:: Required action ::
In the records that follow, count each line where the string "expected" occurs. Provide the total and no other text.

Start of The input

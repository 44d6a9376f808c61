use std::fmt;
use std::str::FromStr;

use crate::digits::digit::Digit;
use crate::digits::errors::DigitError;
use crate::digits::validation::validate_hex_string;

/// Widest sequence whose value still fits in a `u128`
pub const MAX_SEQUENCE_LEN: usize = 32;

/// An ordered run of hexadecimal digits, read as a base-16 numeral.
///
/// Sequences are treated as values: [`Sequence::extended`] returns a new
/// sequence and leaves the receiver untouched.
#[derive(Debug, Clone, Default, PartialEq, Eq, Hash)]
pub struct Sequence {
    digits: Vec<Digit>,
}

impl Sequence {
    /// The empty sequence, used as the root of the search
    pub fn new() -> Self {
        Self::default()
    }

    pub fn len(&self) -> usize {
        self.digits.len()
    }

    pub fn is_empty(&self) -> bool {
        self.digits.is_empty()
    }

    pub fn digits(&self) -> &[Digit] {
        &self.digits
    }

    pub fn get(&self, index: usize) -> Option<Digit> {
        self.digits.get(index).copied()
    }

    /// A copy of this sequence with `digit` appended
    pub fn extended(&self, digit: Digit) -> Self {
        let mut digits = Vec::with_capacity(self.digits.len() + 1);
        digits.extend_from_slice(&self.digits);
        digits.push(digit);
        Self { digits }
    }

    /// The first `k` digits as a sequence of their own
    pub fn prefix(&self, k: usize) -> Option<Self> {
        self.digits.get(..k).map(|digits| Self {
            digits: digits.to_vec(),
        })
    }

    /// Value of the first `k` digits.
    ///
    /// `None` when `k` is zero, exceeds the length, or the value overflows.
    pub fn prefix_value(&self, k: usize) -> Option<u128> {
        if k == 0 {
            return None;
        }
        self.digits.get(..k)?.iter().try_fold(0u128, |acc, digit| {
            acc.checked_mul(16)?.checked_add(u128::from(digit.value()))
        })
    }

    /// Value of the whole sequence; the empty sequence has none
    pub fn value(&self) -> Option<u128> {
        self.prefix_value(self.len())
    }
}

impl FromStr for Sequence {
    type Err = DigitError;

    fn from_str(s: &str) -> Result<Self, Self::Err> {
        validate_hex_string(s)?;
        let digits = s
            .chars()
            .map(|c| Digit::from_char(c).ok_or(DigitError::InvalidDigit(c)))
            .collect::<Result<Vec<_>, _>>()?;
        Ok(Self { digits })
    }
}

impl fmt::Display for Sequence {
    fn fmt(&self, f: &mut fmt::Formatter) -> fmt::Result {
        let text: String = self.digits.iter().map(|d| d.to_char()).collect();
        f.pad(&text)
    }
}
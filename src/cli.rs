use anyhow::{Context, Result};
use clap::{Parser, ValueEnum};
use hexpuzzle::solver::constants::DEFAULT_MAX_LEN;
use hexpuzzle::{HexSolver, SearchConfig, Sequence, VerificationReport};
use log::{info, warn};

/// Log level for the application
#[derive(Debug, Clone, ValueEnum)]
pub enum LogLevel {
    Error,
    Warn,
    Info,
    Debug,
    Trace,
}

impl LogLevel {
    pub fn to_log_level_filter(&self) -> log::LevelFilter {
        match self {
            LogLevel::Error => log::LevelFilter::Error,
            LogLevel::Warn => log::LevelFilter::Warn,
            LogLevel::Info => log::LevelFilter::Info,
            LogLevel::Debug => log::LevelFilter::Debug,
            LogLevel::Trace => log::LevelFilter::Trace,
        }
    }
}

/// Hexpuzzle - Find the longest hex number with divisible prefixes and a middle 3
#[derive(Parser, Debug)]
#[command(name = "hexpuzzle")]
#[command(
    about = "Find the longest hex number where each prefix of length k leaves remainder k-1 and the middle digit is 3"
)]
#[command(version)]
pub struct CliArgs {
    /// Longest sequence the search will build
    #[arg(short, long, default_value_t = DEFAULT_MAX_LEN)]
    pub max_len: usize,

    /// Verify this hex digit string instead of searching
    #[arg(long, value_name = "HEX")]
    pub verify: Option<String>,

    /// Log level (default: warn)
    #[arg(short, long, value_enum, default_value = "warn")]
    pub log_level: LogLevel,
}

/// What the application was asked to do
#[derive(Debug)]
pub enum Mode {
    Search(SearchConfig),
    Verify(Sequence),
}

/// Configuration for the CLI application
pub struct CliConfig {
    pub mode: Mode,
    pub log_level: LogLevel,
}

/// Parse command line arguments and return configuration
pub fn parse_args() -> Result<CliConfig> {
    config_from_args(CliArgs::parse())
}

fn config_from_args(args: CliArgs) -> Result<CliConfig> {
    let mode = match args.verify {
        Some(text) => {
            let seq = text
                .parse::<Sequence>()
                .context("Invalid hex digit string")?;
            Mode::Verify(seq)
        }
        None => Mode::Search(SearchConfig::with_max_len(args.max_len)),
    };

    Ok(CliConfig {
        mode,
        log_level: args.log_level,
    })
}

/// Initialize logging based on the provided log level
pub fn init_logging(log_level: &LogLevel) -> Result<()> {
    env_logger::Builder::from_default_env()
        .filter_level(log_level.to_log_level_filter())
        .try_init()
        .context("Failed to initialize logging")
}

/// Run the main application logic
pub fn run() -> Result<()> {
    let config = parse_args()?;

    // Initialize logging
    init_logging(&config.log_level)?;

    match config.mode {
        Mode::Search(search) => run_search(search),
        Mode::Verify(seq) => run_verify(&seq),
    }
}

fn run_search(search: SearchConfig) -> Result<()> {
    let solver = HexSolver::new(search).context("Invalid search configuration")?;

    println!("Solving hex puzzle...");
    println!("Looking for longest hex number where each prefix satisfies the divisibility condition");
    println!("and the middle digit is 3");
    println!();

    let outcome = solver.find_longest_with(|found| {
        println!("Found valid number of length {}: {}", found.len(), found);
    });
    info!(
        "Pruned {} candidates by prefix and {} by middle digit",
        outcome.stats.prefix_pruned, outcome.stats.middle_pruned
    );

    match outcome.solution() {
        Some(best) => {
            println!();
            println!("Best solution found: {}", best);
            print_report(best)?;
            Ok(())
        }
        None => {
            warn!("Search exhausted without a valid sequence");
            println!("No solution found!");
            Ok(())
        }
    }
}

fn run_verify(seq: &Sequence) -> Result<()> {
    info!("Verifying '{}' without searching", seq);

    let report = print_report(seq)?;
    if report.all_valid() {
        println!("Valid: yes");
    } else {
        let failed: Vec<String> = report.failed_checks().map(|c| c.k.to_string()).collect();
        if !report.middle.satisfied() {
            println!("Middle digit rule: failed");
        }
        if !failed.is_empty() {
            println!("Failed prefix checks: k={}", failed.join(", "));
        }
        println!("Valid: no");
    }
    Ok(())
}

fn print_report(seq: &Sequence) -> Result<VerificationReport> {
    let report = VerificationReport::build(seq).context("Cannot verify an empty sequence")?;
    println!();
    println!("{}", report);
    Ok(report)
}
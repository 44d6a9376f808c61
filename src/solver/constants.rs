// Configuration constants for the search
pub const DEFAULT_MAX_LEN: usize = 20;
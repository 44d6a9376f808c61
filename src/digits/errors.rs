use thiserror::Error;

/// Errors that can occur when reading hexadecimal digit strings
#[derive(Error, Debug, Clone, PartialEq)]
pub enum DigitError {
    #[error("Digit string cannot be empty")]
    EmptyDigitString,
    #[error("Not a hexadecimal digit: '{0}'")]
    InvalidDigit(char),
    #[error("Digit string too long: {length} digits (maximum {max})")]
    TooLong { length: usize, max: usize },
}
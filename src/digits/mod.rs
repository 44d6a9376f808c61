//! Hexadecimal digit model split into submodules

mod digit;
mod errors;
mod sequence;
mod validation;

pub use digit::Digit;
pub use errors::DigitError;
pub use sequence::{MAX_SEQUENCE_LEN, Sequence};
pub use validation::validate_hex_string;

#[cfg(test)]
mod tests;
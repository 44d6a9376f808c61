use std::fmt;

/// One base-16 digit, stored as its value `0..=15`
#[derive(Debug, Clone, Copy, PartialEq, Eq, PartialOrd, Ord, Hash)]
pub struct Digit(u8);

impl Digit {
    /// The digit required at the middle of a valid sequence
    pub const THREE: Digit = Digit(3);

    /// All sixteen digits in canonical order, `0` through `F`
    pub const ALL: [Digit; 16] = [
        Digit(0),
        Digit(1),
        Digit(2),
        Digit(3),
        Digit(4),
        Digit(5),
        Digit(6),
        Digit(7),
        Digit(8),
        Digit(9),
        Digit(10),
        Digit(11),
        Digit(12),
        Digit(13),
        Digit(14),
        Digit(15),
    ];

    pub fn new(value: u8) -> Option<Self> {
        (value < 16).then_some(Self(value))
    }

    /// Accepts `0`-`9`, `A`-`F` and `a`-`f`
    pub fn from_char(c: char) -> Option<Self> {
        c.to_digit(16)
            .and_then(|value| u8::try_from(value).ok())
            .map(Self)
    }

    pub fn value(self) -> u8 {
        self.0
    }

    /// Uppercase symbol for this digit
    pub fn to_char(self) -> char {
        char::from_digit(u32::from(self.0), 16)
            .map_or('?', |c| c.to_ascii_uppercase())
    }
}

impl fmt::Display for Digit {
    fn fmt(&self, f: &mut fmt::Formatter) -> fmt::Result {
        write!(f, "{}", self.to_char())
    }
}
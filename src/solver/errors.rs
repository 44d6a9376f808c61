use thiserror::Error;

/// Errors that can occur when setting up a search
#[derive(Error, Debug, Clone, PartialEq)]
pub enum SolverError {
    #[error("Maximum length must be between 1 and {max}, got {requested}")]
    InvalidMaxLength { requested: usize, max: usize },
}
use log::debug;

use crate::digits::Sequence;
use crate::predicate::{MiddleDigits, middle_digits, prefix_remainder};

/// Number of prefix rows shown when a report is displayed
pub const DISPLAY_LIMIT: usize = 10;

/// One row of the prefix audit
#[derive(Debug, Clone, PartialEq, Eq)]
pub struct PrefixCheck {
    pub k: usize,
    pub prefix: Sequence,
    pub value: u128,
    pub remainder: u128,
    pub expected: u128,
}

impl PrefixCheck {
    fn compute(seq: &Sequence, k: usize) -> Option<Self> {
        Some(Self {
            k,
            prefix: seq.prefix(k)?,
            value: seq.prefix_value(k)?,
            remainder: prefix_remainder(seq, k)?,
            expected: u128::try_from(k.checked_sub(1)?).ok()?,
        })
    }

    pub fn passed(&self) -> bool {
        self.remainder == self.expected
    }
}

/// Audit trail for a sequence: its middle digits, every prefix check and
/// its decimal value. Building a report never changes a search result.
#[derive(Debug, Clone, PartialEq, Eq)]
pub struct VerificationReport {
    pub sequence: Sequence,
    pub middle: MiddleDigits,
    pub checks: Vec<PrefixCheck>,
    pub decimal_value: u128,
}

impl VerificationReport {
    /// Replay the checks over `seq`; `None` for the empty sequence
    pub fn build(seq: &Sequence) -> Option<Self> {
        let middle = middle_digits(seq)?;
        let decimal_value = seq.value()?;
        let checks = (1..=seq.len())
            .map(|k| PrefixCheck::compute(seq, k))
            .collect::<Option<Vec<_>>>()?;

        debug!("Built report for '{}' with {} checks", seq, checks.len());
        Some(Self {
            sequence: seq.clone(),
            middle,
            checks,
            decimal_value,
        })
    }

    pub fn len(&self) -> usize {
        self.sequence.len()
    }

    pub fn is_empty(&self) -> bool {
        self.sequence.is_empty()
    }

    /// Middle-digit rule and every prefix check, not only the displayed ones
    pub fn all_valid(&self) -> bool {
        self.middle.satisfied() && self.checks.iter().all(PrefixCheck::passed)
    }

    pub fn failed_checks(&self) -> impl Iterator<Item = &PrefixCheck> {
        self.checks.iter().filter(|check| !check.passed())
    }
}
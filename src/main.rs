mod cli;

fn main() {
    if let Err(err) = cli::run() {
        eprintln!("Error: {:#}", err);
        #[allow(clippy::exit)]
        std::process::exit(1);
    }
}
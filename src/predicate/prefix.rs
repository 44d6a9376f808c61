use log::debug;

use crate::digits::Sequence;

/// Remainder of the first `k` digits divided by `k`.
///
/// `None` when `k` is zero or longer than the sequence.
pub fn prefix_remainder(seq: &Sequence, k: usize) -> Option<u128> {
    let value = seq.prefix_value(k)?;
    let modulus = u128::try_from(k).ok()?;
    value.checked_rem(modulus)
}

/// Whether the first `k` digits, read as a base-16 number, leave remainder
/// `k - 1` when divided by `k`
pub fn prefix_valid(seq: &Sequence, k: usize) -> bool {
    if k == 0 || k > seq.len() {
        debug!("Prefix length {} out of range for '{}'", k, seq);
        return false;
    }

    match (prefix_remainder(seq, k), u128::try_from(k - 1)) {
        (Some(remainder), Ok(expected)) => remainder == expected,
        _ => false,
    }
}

End of The input

:: Result of this exercise ::
4